Dunbar: Yes, I support the adoption of the Anchorage Non-Motorized plan and am grateful to the Community Advisory Committee, constituents, and others who have made its final public comment period accessible and meaningful even as we have moved operations online. To incorporate its vision and ensure community time is used wisely, I will work with AMATS to make sure each new project that is brought forward is evaluated and built using the plan as a guide. If we analyze each project at Step 1 with these guidelines and continue those reflections over the long life of implementation we can maximize the Non-Motorized Plan’s impact.

4. Cities across the nation have shifted their transportation policies to follow guidance from The National Association of City Transportation Officials (NACTO). What are your thoughts on Anchorage becoming a NACTO Member City and incorporating their street design guides into our urban spaces?  

Dunbar: Anchorage is eligible to be an Affiliate City with NACTO, and I plan to work with AMATS to make that happen. Anchorage benefits from our other knowledge-sharing partnerships, like the National League of Cities, and it’s one way that we’ve been able to bring new, innovative ideas to our Municipality, gain access to grant funds to support community projects, and discuss the challenges of cities our size. A partnership with NACTO would allow us access to further resources and new city partners to give us tools to adapt our transportation system to make it safer and more accessible through design

5. Besides providing safety and accommodation for people on bikes, in your opinion what are three other benefits that Anchorage might see if we made our city less car-dependent?
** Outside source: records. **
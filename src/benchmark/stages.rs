//! The four benchmark workloads and their scoring

use std::fs;
use std::hint::black_box;
use std::io;
use std::path::Path;
use std::time::{Duration, Instant};

use tracing::warn;

use crate::config::BenchmarkConfig;
use crate::data::Stage;

/// Shortest elapsed time a score is computed from.
pub const MIN_ELAPSED: Duration = Duration::from_micros(1);

/// Score for a stage finishing within `MIN_ELAPSED`.
pub const MAX_SCORE: u64 = 1_000_000_000;

/// `round(1000 / seconds)`, clamped so a zero duration scores `MAX_SCORE`
pub fn score(elapsed: Duration) -> u64 {
    let secs = elapsed.max(MIN_ELAPSED).as_secs_f64();
    ((1000.0 / secs).round() as u64).min(MAX_SCORE)
}

/// Square root times sine of the loop index, accumulated
pub fn cpu_arithmetic(iterations: u64) -> f64 {
    let mut acc = 0.0f64;
    for i in 0..iterations {
        let x = black_box(i) as f64;
        acc += x.sqrt() * x.sin();
    }
    black_box(acc)
}

/// Plain integer accumulation
pub fn cpu_loop(iterations: u64) -> u64 {
    let mut sum = 0u64;
    for i in 0..iterations {
        sum = sum.wrapping_add(black_box(i));
    }
    black_box(sum)
}

/// Allocate `rounds` vectors of `len` integers, then release them all
pub fn memory_allocation(rounds: usize, len: usize) -> usize {
    let mut arrays: Vec<Vec<i64>> = Vec::new();
    for _ in 0..rounds {
        arrays.push((0..len as i64).collect());
    }
    let held = black_box(&arrays).iter().map(Vec::len).sum();
    drop(arrays);
    held
}

/// Write `bytes` zeros to `path`, then delete the file
pub fn disk_write(path: &Path, bytes: usize) -> io::Result<()> {
    let write = fs::write(path, vec![0u8; bytes]);
    let remove = fs::remove_file(path);
    write?;
    remove
}

/// Run one stage and return how long it took.
///
/// Disk failures are logged; the stage is still timed and scored.
pub fn run_stage(stage: Stage, config: &BenchmarkConfig, scratch_file: &Path) -> Duration {
    let start = Instant::now();
    match stage {
        Stage::CpuArithmetic => {
            cpu_arithmetic(config.arithmetic_iterations);
        }
        Stage::CpuLoop => {
            cpu_loop(config.loop_iterations);
        }
        Stage::MemoryAllocation => {
            memory_allocation(config.allocation_rounds, config.allocation_len);
        }
        Stage::DiskWrite => {
            if let Err(e) = disk_write(scratch_file, config.disk_bytes) {
                warn!(path = %scratch_file.display(), error = %e, "Disk stage write failed");
            }
        }
    }
    start.elapsed()
}

#[cfg(test)]
mod tests {
    use super::*;
    use tempfile::tempdir;

    #[test]
    fn test_score_formula() {
        assert_eq!(score(Duration::from_secs(1)), 1000);
        assert_eq!(score(Duration::from_millis(250)), 4000);
        assert_eq!(score(Duration::from_secs(3)), 333);
        assert_eq!(score(Duration::from_millis(1500)), 667);
    }

    #[test]
    fn test_score_guards_zero_elapsed() {
        assert_eq!(score(Duration::ZERO), MAX_SCORE);
        assert_eq!(score(Duration::from_nanos(1)), MAX_SCORE);
    }

    #[test]
    fn test_cpu_loop_sums_indices() {
        assert_eq!(cpu_loop(10), 45);
        assert_eq!(cpu_loop(0), 0);
    }

    #[test]
    fn test_memory_allocation_counts_elements() {
        assert_eq!(memory_allocation(10, 100), 1000);
    }

    #[test]
    fn test_cpu_arithmetic_matches_direct_sum() {
        let expected: f64 = (0..100u64).map(|i| (i as f64).sqrt() * (i as f64).sin()).sum();
        assert!((cpu_arithmetic(100) - expected).abs() < 1e-9);
    }

    #[test]
    fn test_disk_write_cleans_up() {
        let dir = tempdir().unwrap();
        let path = dir.path().join("scratch.bin");
        disk_write(&path, 4096).unwrap();
        assert!(!path.exists());
    }

    #[test]
    fn test_disk_stage_tolerates_missing_dir() {
        let dir = tempdir().unwrap();
        let path = dir.path().join("missing").join("scratch.bin");
        let config = BenchmarkConfig {
            disk_bytes: 16,
            ..Default::default()
        };
        assert!(disk_write(&path, 16).is_err());
        // Still timed, still scoreable
        let elapsed = run_stage(Stage::DiskWrite, &config, &path);
        assert!(score(elapsed) > 0);
    }
}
Dunbar: First, an increase in shopping and economic activity: shifting people from cars to bikes and other methods of transportation helps get them into restaurants and stores, which will be even more important as we work to recover from the pandemic. By investing in mixed-use development, we also ensure a base for businesses as clientele live immediately above or in the area, and can frequent their establishment without the use of a car. This goes hand in hand with my second reason: the Visitor Industry. Right now, visitors often need to rent a car or have a local friend with a car to reach much of our Municipality. If we make our public transportation, city centers, and trails more accessible, it opens our city up to additional travelers who prefer bikes and other non-car means of travel. It will also encourage people to see Anchorage as a destination, worthy of staying that crucial extra night, rather than simply a jumping-off point to other parts of Alaska. Finally, reducing our reliance on cars improves our quality of life and public health. Our trail system has proven to be a terrific, low-cost way for residents to exercise and gain peace of mind, especially during last year’s pandemic-dominated summer. We need to ensure trails and another bike/pedestrian facilities are accessible to all our neighborhoods and recognize the public health benefit of getting people out of their cars, from air quality to climate change to physical fitness.

Bike Anchorage would once again like to thank the responding candidates for sharing their positions and plans. We look forward to working with Anchorage's next mayor to ensure a strong relationship and representation of our members who share in the vision of a much more healthy, vibrant, and bikeable Anchorage.